Mais il n’est pas question ici d’indiquer les moyens de commencer à mettre un cheval sur deux pistes, ce détail appartient à l’article qui concerne les voltes ou les changemens de main : je ne dois donc me proposer dans celui-ci, que de rechercher les voies de corriger l’animal qui s’entable. De quelque cause que provienne le retrécissement de son derriere, on y obviera, 1° par le secours de la rene de dehors, qui étant croisée, renversera l’épaule en-dedans ; 2° par celui de la rene de dedans à soi ; 3° enfin par celui de la jambe de ce même côté, appliquée avec plus ou moins de ménagement au corps du cheval. Ces trois aides seront employées dans l’ordre où je les décris : elles ne doivent être mises en usage que successivement ; car réunies & données ensemble, elles le surprendroient inévitablement. Il est néanmoins des chevaux qui ne peuvent être réduits à l’obéissance que par les châtimens & par le fer ; tels sont les chevaux ramingues, coleres, obstinés, & dans lesquels cette habitude est invétérée.

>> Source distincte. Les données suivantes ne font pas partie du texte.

impl RecordStore {
	pub fn new(pool: SqlitePool, keys: Arc<KeyMaterial>, settings: StoreSettings) -> Self {
		Self {
			records: RecordRepository::new(pool.clone()),
			audit: AuditTrail::new(pool.clone()),
			cipher: keys.cipher(),
			signer: keys.signer(),
			pool,
			keys,
			settings,
		}
	}

	pub fn audit(&self) -> &AuditTrail {
		&self.audit
	}

	pub fn settings(&self) -> &StoreSettings {
		&self.settings
	}

	pub fn keys(&self) -> &KeyMaterial {
		&self.keys
	}

	// =========================================================================
	// Mutations
	// =========================================================================

	#[instrument(skip(self, input, actor, reason), fields(actor = %actor.user))]
	pub async fn create(
		&self,
		input: RecordFields,
		actor: &Actor,
		reason: &str,
	) -> StoreResult<String> {
		self.check_reason(reason)?;
		let fields = input.normalized()?;
		let sealed = self.seal(&fields)?;

		let mut tx = self.pool.begin().await?;
		let id = self.insert_new(&mut tx, &fields, sealed, actor, reason).await?;
		tx.commit().await?;

		info!(protocol_id = %id, "record created");
		Ok(id)
	}

	/// Validates every item, then inserts all of them with one `create` audit
	/// entry each in a single transaction. Nothing is written if any fails.
	#[instrument(skip(self, items, actor, reason), fields(count = items.len(), actor = %actor.user))]
	pub async fn create_batch(
		&self,
		items: Vec<RecordFields>,
		actor: &Actor,
		reason: &str,
	) -> StoreResult<Vec<String>> {
		self.check_reason(reason)?;

		let mut plates = HashSet::new();
		let mut prepared = Vec::with_capacity(items.len());
		for (index, item) in items.into_iter().enumerate() {
			let fields = item
				.normalized()
				.map_err(|e| StoreError::Validation(format!("item {}: {e}", index + 1)))?;
			if !plates.insert(fields.plate.clone()) {
				return Err(StoreError::Validation(format!(
					"item {}: plate {} appears more than once",
					index + 1,
					fields.plate
				)));
			}
			let sealed = self.seal(&fields)?;
			prepared.push((fields, sealed));
		}

		if prepared.is_empty() {
			return Ok(Vec::new());
		}

		let mut tx = self.pool.begin().await?;
		let mut ids = Vec::with_capacity(prepared.len());
		for (fields, sealed) in prepared {
			ids.push(self.insert_new(&mut tx, &fields, sealed, actor, reason).await?);
		}
		tx.commit().await?;

		info!(count = ids.len(), "batch created");
		Ok(ids)
	}

	/// Applies `patch` to the current state of `protocol_id`, retrying on
	/// concurrent modification up to the configured limit. Returns the new
	/// version.
	#[instrument(skip(self, patch, actor, reason), fields(actor = %actor.user))]
	pub async fn update(
		&self,
		protocol_id: &str,
		patch: &RecordPatch,
		actor: &Actor,
		reason: &str,
	) -> StoreResult<i64> {
		self.check_reason(reason)?;
		self.retrying(protocol_id, move || {
			self.try_update(protocol_id, patch, None, actor, reason)
		})
		.await
	}

	/// Like [`update`](Self::update), but only if the record is still at
	/// `expected_version`. Never retries.
	#[instrument(skip(self, patch, actor, reason), fields(actor = %actor.user))]
	pub async fn update_if_version(
		&self,
		protocol_id: &str,
		expected_version: i64,
		patch: &RecordPatch,
		actor: &Actor,
		reason: &str,
	) -> StoreResult<i64> {
		self.check_reason(reason)?;
		self.try_update(protocol_id, patch, Some(expected_version), actor, reason)
			.await
	}

	/// Records the full pre-image in the audit trail, then removes the row.
	/// Tamper-flagged records may be deleted; unreadable fields appear as
	/// placeholders in the snapshot.
	#[instrument(skip(self, actor, reason), fields(actor = %actor.user))]
	pub async fn delete(&self, protocol_id: &str, actor: &Actor, reason: &str) -> StoreResult<()> {
		self.check_reason(reason)?;
		self.retrying(protocol_id, move || self.try_delete(protocol_id, actor, reason))
			.await
	}

	// =========================================================================
	// Reads
	// =========================================================================

	/// Decrypts and verifies one record. A signature mismatch is reported in
	/// [`Record::integrity`], not as an error.
	#[instrument(skip(self))]
	pub async fn get(&self, protocol_id: &str) -> StoreResult<Record> {
		let row = self
			.records
			.get(protocol_id)
			.await?
			.ok_or_else(|| StoreError::NotFound(protocol_id.to_string()))?;
		Ok(self.open(&row))
	}

	#[instrument(skip(self, plate))]
	pub async fn find_by_plate(&self, plate: &str) -> StoreResult<Option<Record>> {
		let plate = normalize_plate(plate);
		if plate.is_empty() {
			return Ok(None);
		}
		match self.records.find_by_plate(&plate).await? {
			Some(row) => Ok(Some(self.open(&row))),
			None => Ok(None),
		}
	}

	/// Every record ordered by protocol id, decrypted best-effort.
	#[instrument(skip(self))]
	pub async fn list_all(&self) -> StoreResult<Vec<Record>> {
		let rows = self.records.list_all().await?;
		Ok(rows.iter().map(|row| self.open(row)).collect())
	}

	/// Case-insensitive substring search over plain and decrypted fields.
	///
	/// Ciphertext is neither order- nor substring-preserving, so this
	/// decrypts and scans every record: cost is linear in the store size.
	/// An empty query returns every record.
	#[instrument(skip(self, query))]
	pub async fn search(&self, query: &str) -> StoreResult<Vec<Record>> {
		let needle = query.trim().to_lowercase();
		let all = self.list_all().await?;
		if needle.is_empty() {
			return Ok(all);
		}
		let plate_needle = normalize_plate(&needle);
		let hits: Vec<Record> = all
			.into_iter()
			.filter(|r| r.matches(&needle, &plate_needle))
			.collect();
		debug!(hits = hits.len(), "search complete");
		Ok(hits)
	}

	/// Recomputes every stored signature. Read-only; never repairs.
	#[instrument(skip(self))]
	pub async fn verify_all_integrity(&self) -> StoreResult<IntegrityReport> {
		let rows = self.records.list_all().await?;
		let mut report = IntegrityReport {
			total: rows.len(),
			..Default::default()
		};
		for row in &rows {
			if self.signer.verify(&row.stored_fields(), &row.signature) {
				report.verified += 1;
			} else {
				warn!(protocol_id = %row.protocol_id, "integrity check failed");
				report.failed.push(row.protocol_id.clone());
			}
		}
		info!(
			total = report.total,
			failed = report.failed_count(),
			"integrity scan complete"
		);
		Ok(report)
	}

	/// RSA-PSS attestation of a verified record.
	#[instrument(skip(self))]
	pub async fn attest(&self, protocol_id: &str) -> StoreResult<Attestation> {
		let row = self
			.records
			.get(protocol_id)
			.await?
			.ok_or_else(|| StoreError::NotFound(protocol_id.to_string()))?;
		self.verify_row(&row)?;
		Ok(self.signer.attest(&row.stored_fields()))
	}

	pub fn public_key_pem(&self) -> StoreResult<String> {
		Ok(self.keys.public_key_pem()?)
	}

	// =========================================================================
	// Internals
	// =========================================================================

	fn check_reason(&self, reason: &str) -> StoreResult<()> {
		let len = reason.trim().chars().count();
		if len < self.settings.min_reason_length {
			return Err(StoreError::Validation(format!(
				"reason must be at least {} characters (got {len})",
				self.settings.min_reason_length
			)));
		}
		Ok(())
	}

	async fn retrying<T, F, Fut>(&self, protocol_id: &str, mut attempt: F) -> StoreResult<T>
	where
		F: FnMut() -> Fut,
		Fut: Future<Output = StoreResult<T>>,
	{
		let mut retries = 0;
		loop {
			match attempt().await {
				Err(StoreError::ConcurrentModification(_))
					if retries < self.settings.update_max_retries =>
				{
					retries += 1;
					debug!(protocol_id, retries, "lost race, retrying");
				}
				other => return other,
			}
		}
	}

	async fn try_update(
		&self,
		protocol_id: &str,
		patch: &RecordPatch,
		expected_version: Option<i64>,
		actor: &Actor,
		reason: &str,
	) -> StoreResult<i64> {
		let row = self
			.records
			.get(protocol_id)
			.await?
			.ok_or_else(|| StoreError::NotFound(protocol_id.to_string()))?;
		if let Some(expected) = expected_version {
			if row.version != expected {
				return Err(StoreError::ConcurrentModification(protocol_id.to_string()));
			}
		}
		self.verify_row(&row)?;

		let before = self.open(&row).fields()?;
		let after = patch.apply(before.clone()).normalized()?;

		let sealed = SealedFields {
			address: self.reseal(
				&before.sensitive.address,
				&after.sensitive.address,
				&row.address_enc,
			)?,
			mobile: self.reseal(&before.sensitive.mobile, &after.sensitive.mobile, &row.mobile_enc)?,
			email: self.reseal(&before.sensitive.email, &after.sensitive.email, &row.email_enc)?,
			payment_amount: self.reseal(
				&before.sensitive.payment_amount,
				&after.sensitive.payment_amount,
				&row.payment_amount_enc,
			)?,
		};
		let now = Utc::now();
		let version = row.version + 1;
		let new_row = self.signed_row(
			protocol_id,
			&after,
			sealed,
			row.created_at.clone(),
			format_timestamp(&now),
			version,
		)?;

		let entry = AuditEntry::builder(AuditOperation::Update, protocol_id)
			.actor(actor.clone())
			.reason(reason.trim())
			.before(before.snapshot(protocol_id, row.version))
			.after(after.snapshot(protocol_id, version))
			.at(now)
			.build();

		let mut tx = self.pool.begin().await?;
		if !RecordRepository::update_if_version(&mut tx, &new_row, row.version).await? {
			tx.rollback().await?;
			return Err(self.lost_race(protocol_id).await?);
		}
		AuditTrail::append(&mut tx, &entry).await?;
		tx.commit().await?;

		info!(protocol_id, version, "record updated");
		Ok(version)
	}

	async fn try_delete(&self, protocol_id: &str, actor: &Actor, reason: &str) -> StoreResult<()> {
		let row = self
			.records
			.get(protocol_id)
			.await?
			.ok_or_else(|| StoreError::NotFound(protocol_id.to_string()))?;
		let before = self.open(&row);
		if !before.is_verified() {
			warn!(protocol_id, "deleting record that failed integrity verification");
		}

		let entry = AuditEntry::builder(AuditOperation::Delete, protocol_id)
			.actor(actor.clone())
			.reason(reason.trim())
			.before(before.snapshot())
			.build();

		let mut tx = self.pool.begin().await?;
		if !RecordRepository::delete_if_version(&mut tx, protocol_id, row.version).await? {
			tx.rollback().await?;
			return Err(self.lost_race(protocol_id).await?);
		}
		AuditTrail::append(&mut tx, &entry).await?;
		tx.commit().await?;

		info!(protocol_id, "record deleted");
		Ok(())
	}

	/// A CAS write matched no row: either someone else got there first or the
	/// record is gone.
	async fn lost_race(&self, protocol_id: &str) -> StoreResult<StoreError> {
		if self.records.exists(protocol_id).await? {
			Ok(StoreError::ConcurrentModification(protocol_id.to_string()))
		} else {
			Ok(StoreError::NotFound(protocol_id.to_string()))
		}
	}

	async fn insert_new(
		&self,
		conn: &mut SqliteConnection,
		fields: &RecordFields,
		sealed: SealedFields,
		actor: &Actor,
		reason: &str,
	) -> StoreResult<String> {
		let now = Utc::now();
		let id = next_protocol_id(conn, now.year()).await?;
		let timestamp = format_timestamp(&now);
		let row = self.signed_row(&id, fields, sealed, timestamp.clone(), timestamp, 1)?;
		RecordRepository::insert(conn, &row).await?;

		let entry = AuditEntry::builder(AuditOperation::Create, &id)
			.actor(actor.clone())
			.reason(reason.trim())
			.after(fields.snapshot(&id, 1))
			.at(now)
			.build();
		AuditTrail::append(conn, &entry).await?;
		Ok(id)
	}

	fn seal(&self, fields: &RecordFields) -> StoreResult<SealedFields> {
		let s = &fields.sensitive;
		Ok(SealedFields {
			address: self.cipher.encrypt_optional(s.address.as_deref())?,
			mobile: self.cipher.encrypt_optional(s.mobile.as_deref())?,
			email: self.cipher.encrypt_optional(s.email.as_deref())?,
			payment_amount: self.cipher.encrypt_optional(s.payment_amount.as_deref())?,
		})
	}

	/// Unchanged values keep their stored token.
	fn reseal(
		&self,
		before: &Option<String>,
		after: &Option<String>,
		stored: &Option<String>,
	) -> StoreResult<Option<String>> {
		if before == after {
			Ok(stored.clone())
		} else {
			Ok(self.cipher.encrypt_optional(after.as_deref())?)
		}
	}

	fn signed_row(
		&self,
		protocol_id: &str,
		fields: &RecordFields,
		sealed: SealedFields,
		created_at: String,
		updated_at: String,
		version: i64,
	) -> StoreResult<RecordRow> {
		let mut row = RecordRow {
			protocol_id: protocol_id.to_string(),
			owner_name: fields.owner_name.clone(),
			plate: fields.plate.clone(),
			payment_method: fields.payment_method.as_str().to_string(),
			start_date: fields.start_date.format(DATE_FORMAT).to_string(),
			end_date: fields.end_date.format(DATE_FORMAT).to_string(),
			address_enc: sealed.address,
			mobile_enc: sealed.mobile,
			email_enc: sealed.email,
			payment_amount_enc: sealed.payment_amount,
			signature: String::new(),
			version,
			created_at,
			updated_at,
		};
		row.signature = self.signer.sign(&row.stored_fields())?;
		Ok(row)
	}

	fn verify_row(&self, row: &RecordRow) -> StoreResult<()> {
		if self.signer.verify(&row.stored_fields(), &row.signature) {
			Ok(())
		} else {
			warn!(protocol_id = %row.protocol_id, "stored signature mismatch");
			Err(StoreError::IntegrityViolation {
				protocol_id: row.protocol_id.clone(),
			})
		}
	}

	/// Verifies and decrypts a row. Unreadable fields, malformed plain
	/// columns and a failed signature are reported inside the record; this
	/// never fails, so one damaged row cannot hide the rest of the store.
	fn open(&self, row: &RecordRow) -> Record {
		let integrity = if self.signer.verify(&row.stored_fields(), &row.signature) {
			IntegrityStatus::Verified
		} else {
			warn!(protocol_id = %row.protocol_id, "record failed integrity verification");
			IntegrityStatus::Failed
		};

		let payment_method = plain(row.payment_method.parse::<PaymentMethod>(), &row.payment_method);
		let start_date = plain(parse_date(&row.start_date), &row.start_date);
		let end_date = plain(parse_date(&row.end_date), &row.end_date);
		let record = Record {
			protocol_id: row.protocol_id.clone(),
			owner_name: row.owner_name.clone(),
			plate: row.plate.clone(),
			payment_method,
			start_date,
			end_date,
			address: self.decrypt_field(&row.protocol_id, "address", &row.address_enc),
			mobile: self.decrypt_field(&row.protocol_id, "mobile", &row.mobile_enc),
			email: self.decrypt_field(&row.protocol_id, "email", &row.email_enc),
			payment_amount: self.decrypt_field(
				&row.protocol_id,
				"payment_amount",
				&row.payment_amount_enc,
			),
			version: row.version,
			created_at: row.created_at.clone(),
			updated_at: row.updated_at.clone(),
			integrity,
		};

		let malformed = record.malformed_fields();
		if malformed.is_empty() {
			return record;
		}
		warn!(protocol_id = %row.protocol_id, fields = ?malformed, "record has malformed plain columns");
		Record {
			integrity: IntegrityStatus::Failed,
			..record
		}
	}

	fn decrypt_field(&self, protocol_id: &str, field: &str, token: &Option<String>) -> DecryptedField {
		match token {
			None => DecryptedField::Absent,
			Some(token) => match self.cipher.decrypt_str(token) {
				Ok(value) => DecryptedField::Present(value),
				Err(e) => {
					warn!(protocol_id, field, error = %e, "field cannot be decrypted");
					DecryptedField::Unreadable
				}
			},
		}
	}
}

Il est bon, après avoir lassé & épuisé sa patience, d’en venir prudemment aux actes de rigueur ; mais on ne sauroit traiter avec trop de douceur & trop d’égard, ceux qui ont une débilité naturelle, puisque l’exécution leur coûte plus qu’à d’autres, & ceux qui montrent beaucoup d’ardeur & de vivacité, parce qu’on courroit risque de les gendarmer & de les confirmer dans leur vice, plûtôt que de les en guérir. Du reste la méthode la plus assûrée, relativement au cheval qui s’entable conséquemment aux fausses leçons qu’il a reçûes, est de le remettre aux premiers principes de l’école, & de les lui faire entendre. Lorsqu’on l’aura conduit, & qu’on l’aura fait passer avec ordre par tous ceux qui peuvent le préparer à décrire des voltes ou des changemens de main larges & étroits, en observant les hanches, on tentera de le faire passager sur ces différentes formes de terrein : s’il persévere dans son retrécissement, & s’il se ressent toûjours des anciennes impressions, on le châtiera selon son naturel & son inclination : on le soûtiendra, on l’attaquera discretement avec la jambe de dedans, on le fera marcher quelques pas par le droit ; & lorsque les hanches seront élargies, on l’arrondira de nouveau, ou on le rappellera sur une diagonale. J’observerai encore que les chevaux s’entablent plus fréquemment dans les changemens de main, lorsqu’ils sont larges que lorsqu’ils sont étroits ; la longueur de la ligne fatigue ceux qui sont foibles, & révolte les autres.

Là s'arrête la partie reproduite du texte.